WHAT THE TASK ASKS
Line by line, retype the material below exactly, from its first line up to and including the one holding "by all brushes.".

Segment Open

impl<'a> Stroke<'a> {
    /// A stroke with no displacement.
    pub fn new(anchor: Point3<f64>, radius: f64) -> Self {
        Self {
            anchor,
            radius,
            strength: 1.0,
            delta: Vector3::zeros(),
            amount: 0.0,
            drag_length: 0.0,
            normals: None,
            parallel: false,
        }
    }

    /// Set the strength.
    pub fn with_strength(mut self, strength: f64) -> Self {
        self.strength = strength;
        self
    }

    /// Set the Grab translation.
    pub fn with_delta(mut self, delta: Vector3<f64>) -> Self {
        self.delta = delta;
        self
    }

    /// Set the signed Inflate/Deflate amount.
    pub fn with_amount(mut self, amount: f64) -> Self {
        self.amount = amount;
        self
    }

    /// Set the drag length used by Smooth.
    pub fn with_drag_length(mut self, drag_length: f64) -> Self {
        self.drag_length = drag_length;
        self
    }

    /// Attach vertex normals.
    pub fn with_normals(mut self, normals: &'a [Vector3<f64>]) -> Self {
        self.normals = Some(normals);
        self
    }

    /// Set whether to use parallel execution.
    pub fn with_parallel(mut self, parallel: bool) -> Self {
        self.parallel = parallel;
        self
    }
}

/// Current brush settings, shared by all brushes.
#[derive(Debug, Clone, Copy, PartialEq, Serialize, Deserialize)]
#[serde(default)]
pub struct BrushParams {
    /// Radius of influence in world units.
    pub radius: f64,
    /// Strength multiplier.
    pub strength: f64,
    /// Smoothing amount in `[0, 1]`.
    pub smoothing: f64,
}

impl Default for BrushParams {
    fn default() -> Self {
        Self {
            radius: 10.0,
            strength: 1.0,
            smoothing: 0.5,
        }
    }
}

impl BrushParams {
    /// Set the radius, clamped away from zero.
    pub fn set_radius(&mut self, radius: f64) {
        self.radius = radius.max(MIN_RADIUS);
    }

    /// Set the strength, clamped into `[0, max_strength]`.
    pub fn set_strength(&mut self, strength: f64, max_strength: f64) {
        self.strength = strength.clamp(0.0, max_strength.max(0.0));
    }

    /// Set the smoothing amount, clamped into `[0, 1]`.
    pub fn set_smoothing(&mut self, smoothing: f64) {
        self.smoothing = smoothing.clamp(0.0, 1.0);
    }
}

/// Translate vertices by `delta`, weighted by falloff and `strength`.
pub fn grab_deform(
    points: &[Point3<f64>],
    anchor: &Point3<f64>,
    delta: &Vector3<f64>,
    radius: f64,
    strength: f64,
    parallel: bool,
) -> Vec<Point3<f64>> {
    let step = |p: &Point3<f64>| {
        let w = falloff((p - anchor).norm(), radius) * strength;
        if w == 0.0 {
            *p
        } else {
            p + delta * w
        }
    };

    if parallel {
        points.par_iter().map(step).collect()
    } else {
        points.iter().map(step).collect()
    }
}

/// Displace vertices along their normals by `amount`, weighted by falloff.
///
/// Positive amounts inflate, negative amounts deflate. Returns the input
/// unchanged if no normals are given or they do not match the buffer.
pub fn inflate_deflate(
    points: &[Point3<f64>],
    anchor: &Point3<f64>,
    normals: Option<&[Vector3<f64>]>,
    radius: f64,
    amount: f64,
    parallel: bool,
) -> Vec<Point3<f64>> {
    let normals = match normals {
        Some(n) if n.len() == points.len() => n,
        _ => {
            log::debug!("inflate/deflate skipped: normals unavailable");
            return points.to_vec();
        }
    };

    let step = |(p, n): (&Point3<f64>, &Vector3<f64>)| {
        let w = falloff((p - anchor).norm(), radius) * amount;
        if w == 0.0 {
            *p
        } else {
            p + n * w
        }
    };

    if parallel {
        points.par_iter().zip(normals.par_iter()).map(step).collect()
    } else {
        points.iter().zip(normals.iter()).map(step).collect()
    }
}

/// Blend footprint vertices toward the centroid of their neighborhood.
///
/// Every vertex within `radius` of the anchor is moved toward the mean of all
/// vertices within `max(0.4 * radius, 0.8)` of it (itself included), by a
/// blend of `strength * drag_length * 6` clamped to `[0, 0.65]`. Vertices with
/// fewer than eight such neighbors are skipped. Centroids are computed from
/// the input buffer, so the result does not depend on visiting order.
pub fn local_smooth(
    points: &[Point3<f64>],
    anchor: &Point3<f64>,
    radius: f64,
    strength: f64,
    drag_length: f64,
    parallel: bool,
) -> Vec<Point3<f64>> {
    let footprint: Vec<usize> = points
        .iter()
        .enumerate()
        .filter(|(_, p)| (*p - anchor).norm() <= radius)
        .map(|(i, _)| i)
        .collect();

    let blend = (strength * drag_length * SMOOTH_GAIN).clamp(0.0, SMOOTH_MAX_BLEND);
    if footprint.is_empty() || blend == 0.0 {
        return points.to_vec();
    }

    let neighborhood = (radius * 0.40).max(0.8);
    let grid = PointGrid::new(points, neighborhood);

    let smoothed = |&i: &usize| -> Option<(usize, Point3<f64>)> {
        let p = &points[i];
        let nb = grid.within(p, neighborhood);
        if nb.len() < SMOOTH_MIN_NEIGHBORS {
            return None;
        }
        let sum = nb
            .iter()
            .fold(Vector3::zeros(), |acc, &j| acc + points[j].coords);
        let centroid = sum / nb.len() as f64;
        Some((i, Point3::from(p.coords * (1.0 - blend) + centroid * blend)))
    };

    let updates: Vec<(usize, Point3<f64>)> = if parallel {
        footprint.par_iter().filter_map(smoothed).collect()
    } else {
        footprint.iter().filter_map(smoothed).collect()
    };

    let mut out = points.to_vec();
    for (i, p) in updates {
        out[i] = p;
    }
    out
}
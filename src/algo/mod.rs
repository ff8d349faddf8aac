//! Sculpting and topology algorithms.
//!
//! - **Falloff**: the radial weight every brush is built on
//! - **Brushes**: Grab, Inflate/Deflate and Smooth deformation kernels
//! - **Normals**: per-vertex normal cache with a staleness budget
//! - **Spatial**: uniform-grid neighbor queries for the smoothing brush
//! - **Topology**: Loop subdivision and quadric-error decimation
//!
//! Kernels are pure functions over position buffers. State lives in
//! [`crate::session`].

pub mod brush;
pub mod decimate;
pub mod falloff;
pub mod normals;
pub mod spatial;
pub mod subdivide;
pub mod topology;

pub use topology::TopologyOp;
//! Callbacks from the session to whatever front-end drives it.
//!
//! The session never renders anything itself. It tells the host when the
//! geometry changed and when there is a new status line to show.
//!
//! # Example
//!
//! ```
//! use chisel::session::{Notice, Notifier};
//! use std::sync::{Arc, Mutex};
//!
//! let seen = Arc::new(Mutex::new(Vec::new()));
//! let sink = seen.clone();
//! let notifier = Notifier::new(move |notice| sink.lock().unwrap().push(notice.clone()));
//!
//! notifier.status("Anchor set");
//! assert_eq!(seen.lock().unwrap()[0], Notice::Status("Anchor set".into()));
//! ```

/// Something the host should react to.
#[derive(Debug, Clone, PartialEq, Eq)]
pub enum Notice {
    /// Vertex positions or topology changed; redraw the surface.
    Redraw,
    /// New status-line text.
    Status(String),
}

/// A notification callback.
pub struct Notifier {
    callback: Box<dyn Fn(&Notice) + Send + Sync>,
}

impl Notifier {
    /// Create a notifier with the given callback.
    pub fn new<F>(callback: F) -> Self
    where
        F: Fn(&Notice) + Send + Sync + 'static,
    {
        Self {
            callback: Box::new(callback),
        }
    }

    /// Deliver a notice.
    #[inline]
    pub fn notify(&self, notice: Notice) {
        (self.callback)(&notice);
    }

    /// Request a redraw.
    #[inline]
    pub fn redraw(&self) {
        self.notify(Notice::Redraw);
    }

    /// Publish a status line.
    pub fn status(&self, text: impl Into<String>) {
        self.notify(Notice::Status(text.into()));
    }

    /// A notifier that discards everything.
    pub fn none() -> Self {
        Self::new(|_| {})
    }
}

impl Default for Notifier {
    fn default() -> Self {
        Self::none()
    }
}

impl std::fmt::Debug for Notifier {
    fn fmt(&self, f: &mut std::fmt::Formatter<'_>) -> std::fmt::Result {
        f.debug_struct("Notifier").finish_non_exhaustive()
    }
}
//! Core mesh data structures.
//!
//! # Overview
//!
//! The primary type is [`HalfEdgeMesh`], a manifold triangle mesh stored as a
//! half-edge (doubly-connected edge list) structure plus an index-aligned
//! position buffer. Brushes deform the buffer in place; subdivision and
//! decimation produce a brand-new mesh.
//!
//! # Index Types
//!
//! Mesh elements are identified by type-safe `u32` index wrappers:
//! - [`VertexId`] - Identifies a vertex
//! - [`HalfEdgeId`] - Identifies a half-edge
//! - [`FaceId`] - Identifies a face
//!
//! # Construction
//!
//! ```
//! use chisel::mesh::{build_from_triangles, HalfEdgeMesh};
//! use nalgebra::Point3;
//!
//! let vertices = vec![
//!     Point3::new(0.0, 0.0, 0.0),
//!     Point3::new(1.0, 0.0, 0.0),
//!     Point3::new(0.5, 1.0, 0.0),
//! ];
//! let faces = vec![[0, 1, 2]];
//!
//! let mesh: HalfEdgeMesh = build_from_triangles(&vertices, &faces).unwrap();
//! assert_eq!(mesh.positions().len(), 3);
//! ```

mod builder;
mod halfedge;
mod index;

pub use builder::{build_from_triangles, remove_unreferenced, to_face_vertex};
pub use halfedge::{Face, HalfEdge, HalfEdgeMesh, Vertex, VertexHalfEdgeIter};
pub use index::{FaceId, HalfEdgeId, VertexId};
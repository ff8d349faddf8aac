//! Per-vertex normal cache with a staleness budget.
//!
//! Recomputing area-weighted normals on every tick of an inflate drag is the
//! dominant per-tick cost on large meshes, so the cache hands out the last
//! computed normals until either the vertex count changes or the budget has
//! elapsed since they were computed. Anything that rewrites the buffer in a
//! way the budget should not paper over calls [`NormalCache::invalidate`].

use std::time::{Duration, Instant};

use nalgebra::Vector3;

use crate::mesh::HalfEdgeMesh;

/// Cached vertex normals, either empty or index-aligned with one mesh.
#[derive(Debug, Clone)]
pub struct NormalCache {
    normals: Vec<Vector3<f64>>,
    computed_at: Option<Instant>,
    budget: Duration,
}

impl Default for NormalCache {
    fn default() -> Self {
        Self::new(Duration::from_millis(80))
    }
}

impl NormalCache {
    /// An empty cache with the given staleness budget.
    pub fn new(budget: Duration) -> Self {
        Self {
            normals: Vec::new(),
            computed_at: None,
            budget,
        }
    }

    /// The staleness budget.
    pub fn budget(&self) -> Duration {
        self.budget
    }

    /// True if nothing is cached.
    pub fn is_empty(&self) -> bool {
        self.normals.is_empty()
    }

    /// Drop the cached normals.
    pub fn invalidate(&mut self) {
        self.normals.clear();
        self.computed_at = None;
    }

    /// The cached normals without any freshness check.
    pub fn normals(&self) -> &[Vector3<f64>] {
        &self.normals
    }

    /// When the cached normals were computed.
    pub fn computed_at(&self) -> Option<Instant> {
        self.computed_at
    }

    /// Normals for `mesh`, recomputing them if the cache is empty, sized for
    /// another mesh, or older than the budget at `now`.
    pub fn get(&mut self, mesh: &HalfEdgeMesh, now: Instant) -> &[Vector3<f64>] {
        let stale = match self.computed_at {
            None => true,
            Some(at) => now.saturating_duration_since(at) > self.budget,
        };

        if stale || self.normals.len() != mesh.num_vertices() {
            self.refresh(mesh, now);
        }
        &self.normals
    }

    /// Recompute unconditionally.
    pub fn refresh(&mut self, mesh: &HalfEdgeMesh, now: Instant) {
        self.normals = mesh.vertex_normals();
        self.computed_at = Some(now);
        log::trace!("normals recomputed for {} vertices", self.normals.len());
    }
}

#[cfg(test)]
mod tests {
    use super::*;
    use crate::mesh::build_from_triangles;
    use nalgebra::Point3;

    fn quad(z: f64) -> HalfEdgeMesh {
        let vertices = vec![
            Point3::new(0.0, 0.0, z),
            Point3::new(1.0, 0.0, z),
            Point3::new(1.0, 1.0, z),
            Point3::new(0.0, 1.0, z),
        ];
        build_from_triangles(&vertices, &[[0, 1, 2], [0, 2, 3]]).unwrap()
    }

    fn tilted(mesh: &HalfEdgeMesh) -> HalfEdgeMesh {
        let mut mesh = mesh.clone();
        let positions: Vec<_> = mesh
            .positions()
            .iter()
            .map(|p| Point3::new(p.x, p.y, p.x))
            .collect();
        mesh.set_positions(positions).unwrap();
        mesh
    }

    #[test]
    fn test_lazy_compute() {
        let mesh = quad(0.0);
        let mut cache = NormalCache::default();
        assert!(cache.is_empty());

        let t0 = Instant::now();
        let normals = cache.get(&mesh, t0).to_vec();
        assert_eq!(normals.len(), 4);
        assert!((normals[0] - Vector3::z()).norm() < 1e-12);
        assert_eq!(cache.computed_at(), Some(t0));
    }

    #[test]
    fn test_within_budget_returns_stale() {
        let flat = quad(0.0);
        let slanted = tilted(&flat);
        let mut cache = NormalCache::new(Duration::from_millis(80));

        let t0 = Instant::now();
        cache.get(&flat, t0);

        // Same vertex count, inside the budget: old normals are kept
        let n = cache.get(&slanted, t0 + Duration::from_millis(50))[0];
        assert!((n - Vector3::z()).norm() < 1e-12);

        // Past the budget: recomputed
        let n = cache.get(&slanted, t0 + Duration::from_millis(81))[0];
        assert!(n.x < -0.5);
    }

    #[test]
    fn test_vertex_count_change_forces_recompute() {
        let small = quad(0.0);
        let vertices = vec![
            Point3::new(0.0, 0.0, 0.0),
            Point3::new(1.0, 0.0, 0.0),
            Point3::new(0.5, 1.0, 0.0),
        ];
        let tri = build_from_triangles(&vertices, &[[0, 1, 2]]).unwrap();

        let mut cache = NormalCache::default();
        let t0 = Instant::now();
        cache.get(&small, t0);
        assert_eq!(cache.get(&tri, t0).len(), 3);
    }

    #[test]
    fn test_invalidate() {
        let mesh = quad(0.0);
        let mut cache = NormalCache::default();
        cache.get(&mesh, Instant::now());
        cache.invalidate();
        assert!(cache.is_empty());
        assert!(cache.computed_at().is_none());
    }
}
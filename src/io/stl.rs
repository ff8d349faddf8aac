//! STL (stereolithography) support.
//!
//! STL stores every triangle with its own three corners, so loading welds
//! corners with identical coordinates back into shared vertices. Triangles that
//! collapse to a line or a point after welding are dropped. Saving always
//! writes binary STL.

use std::collections::HashMap;
use std::fs::File;
use std::io::{BufWriter, Read, Seek, Write};
use std::path::Path;

use nalgebra::Point3;

use crate::error::{Result, SculptError};
use crate::mesh::{build_from_triangles, remove_unreferenced, to_face_vertex, HalfEdgeMesh};

/// Load a mesh from an STL file (binary or ASCII).
///
/// # Example
///
/// ```no_run
/// use chisel::io::stl;
///
/// let mesh = stl::load("part.stl").unwrap();
/// println!("{} vertices", mesh.num_vertices());
/// ```
pub fn load<P: AsRef<Path>>(path: P) -> Result<HalfEdgeMesh> {
    let path = path.as_ref();
    let mut file = File::open(path)?;

    let (vertices, faces) = read_triangles(&mut file).map_err(|e| SculptError::LoadError {
        path: path.to_path_buf(),
        message: e.to_string(),
    })?;

    if faces.is_empty() {
        return Err(SculptError::LoadError {
            path: path.to_path_buf(),
            message: "STL file contains no valid triangles".to_string(),
        });
    }

    let (vertices, faces) = remove_unreferenced(&vertices, &faces);
    let mesh = build_from_triangles(&vertices, &faces)?;
    log::info!(
        "read {} ({} vertices, {} faces)",
        path.display(),
        mesh.num_vertices(),
        mesh.num_faces()
    );
    Ok(mesh)
}

/// Read welded face-vertex lists from an STL stream.
pub fn read_triangles<R: Read + Seek>(
    reader: &mut R,
) -> std::io::Result<(Vec<Point3<f64>>, Vec<[usize; 3]>)> {
    let stl = stl_io::read_stl(reader)?;

    let mut vertices: Vec<Point3<f64>> = Vec::new();
    let mut lookup: HashMap<[u64; 3], usize> = HashMap::new();
    let mut weld = |v: &stl_io::Vertex| {
        let p = Point3::new(v[0] as f64, v[1] as f64, v[2] as f64);
        let key = [p.x.to_bits(), p.y.to_bits(), p.z.to_bits()];
        *lookup.entry(key).or_insert_with(|| {
            vertices.push(p);
            vertices.len() - 1
        })
    };

    let mut faces = Vec::with_capacity(stl.faces.len());
    let mut skipped = 0usize;
    for tri in &stl.faces {
        let i0 = weld(&stl.vertices[tri.vertices[0]]);
        let i1 = weld(&stl.vertices[tri.vertices[1]]);
        let i2 = weld(&stl.vertices[tri.vertices[2]]);

        if i0 != i1 && i1 != i2 && i0 != i2 {
            faces.push([i0, i1, i2]);
        } else {
            skipped += 1;
        }
    }

    if skipped > 0 {
        log::debug!("stl: skipped {} degenerate triangles", skipped);
    }
    Ok((vertices, faces))
}

/// Save a mesh to a binary STL file.
pub fn save<P: AsRef<Path>>(mesh: &HalfEdgeMesh, path: P) -> Result<()> {
    let path = path.as_ref();
    let file = File::create(path)?;
    let mut writer = BufWriter::new(file);

    write_mesh(mesh, &mut writer)
        .and_then(|_| writer.flush())
        .map_err(|e| SculptError::SaveError {
            path: path.to_path_buf(),
            message: e.to_string(),
        })?;

    log::info!("wrote {} ({} faces)", path.display(), mesh.num_faces());
    Ok(())
}

/// Write a mesh as binary STL.
pub fn write_mesh<W: Write>(mesh: &HalfEdgeMesh, writer: &mut W) -> std::io::Result<()> {
    let (vertices, faces) = to_face_vertex(mesh);

    let triangles: Vec<stl_io::Triangle> = faces
        .iter()
        .map(|f| {
            let [p0, p1, p2] = f.map(|i| vertices[i]);
            let n = (p1 - p0).cross(&(p2 - p0));
            let n = if n.norm() > 1e-12 { n.normalize() } else { n };

            let corner = |p: Point3<f64>| stl_io::Vertex::new([p.x as f32, p.y as f32, p.z as f32]);
            stl_io::Triangle {
                normal: stl_io::Normal::new([n.x as f32, n.y as f32, n.z as f32]),
                vertices: [corner(p0), corner(p1), corner(p2)],
            }
        })
        .collect();

    stl_io::write_stl(writer, triangles.iter())
}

Segment Closed

SOLUTION TO THE PROBLEM
impl<'a> Stroke<'a> {
    /// A stroke with no displacement.
    pub fn new(anchor: Point3<f64>, radius: f64) -> Self {
        Self {
            anchor,
            radius,
            strength: 1.0,
            delta: Vector3::zeros(),
            amount: 0.0,
            drag_length: 0.0,
            normals: None,
            parallel: false,
        }
    }

    /// Set the strength.
    pub fn with_strength(mut self, strength: f64) -> Self {
        self.strength = strength;
        self
    }

    /// Set the Grab translation.
    pub fn with_delta(mut self, delta: Vector3<f64>) -> Self {
        self.delta = delta;
        self
    }

    /// Set the signed Inflate/Deflate amount.
    pub fn with_amount(mut self, amount: f64) -> Self {
        self.amount = amount;
        self
    }

    /// Set the drag length used by Smooth.
    pub fn with_drag_length(mut self, drag_length: f64) -> Self {
        self.drag_length = drag_length;
        self
    }

    /// Attach vertex normals.
    pub fn with_normals(mut self, normals: &'a [Vector3<f64>]) -> Self {
        self.normals = Some(normals);
        self
    }

    /// Set whether to use parallel execution.
    pub fn with_parallel(mut self, parallel: bool) -> Self {
        self.parallel = parallel;
        self
    }
}

/// Current brush settings, shared by all brushes.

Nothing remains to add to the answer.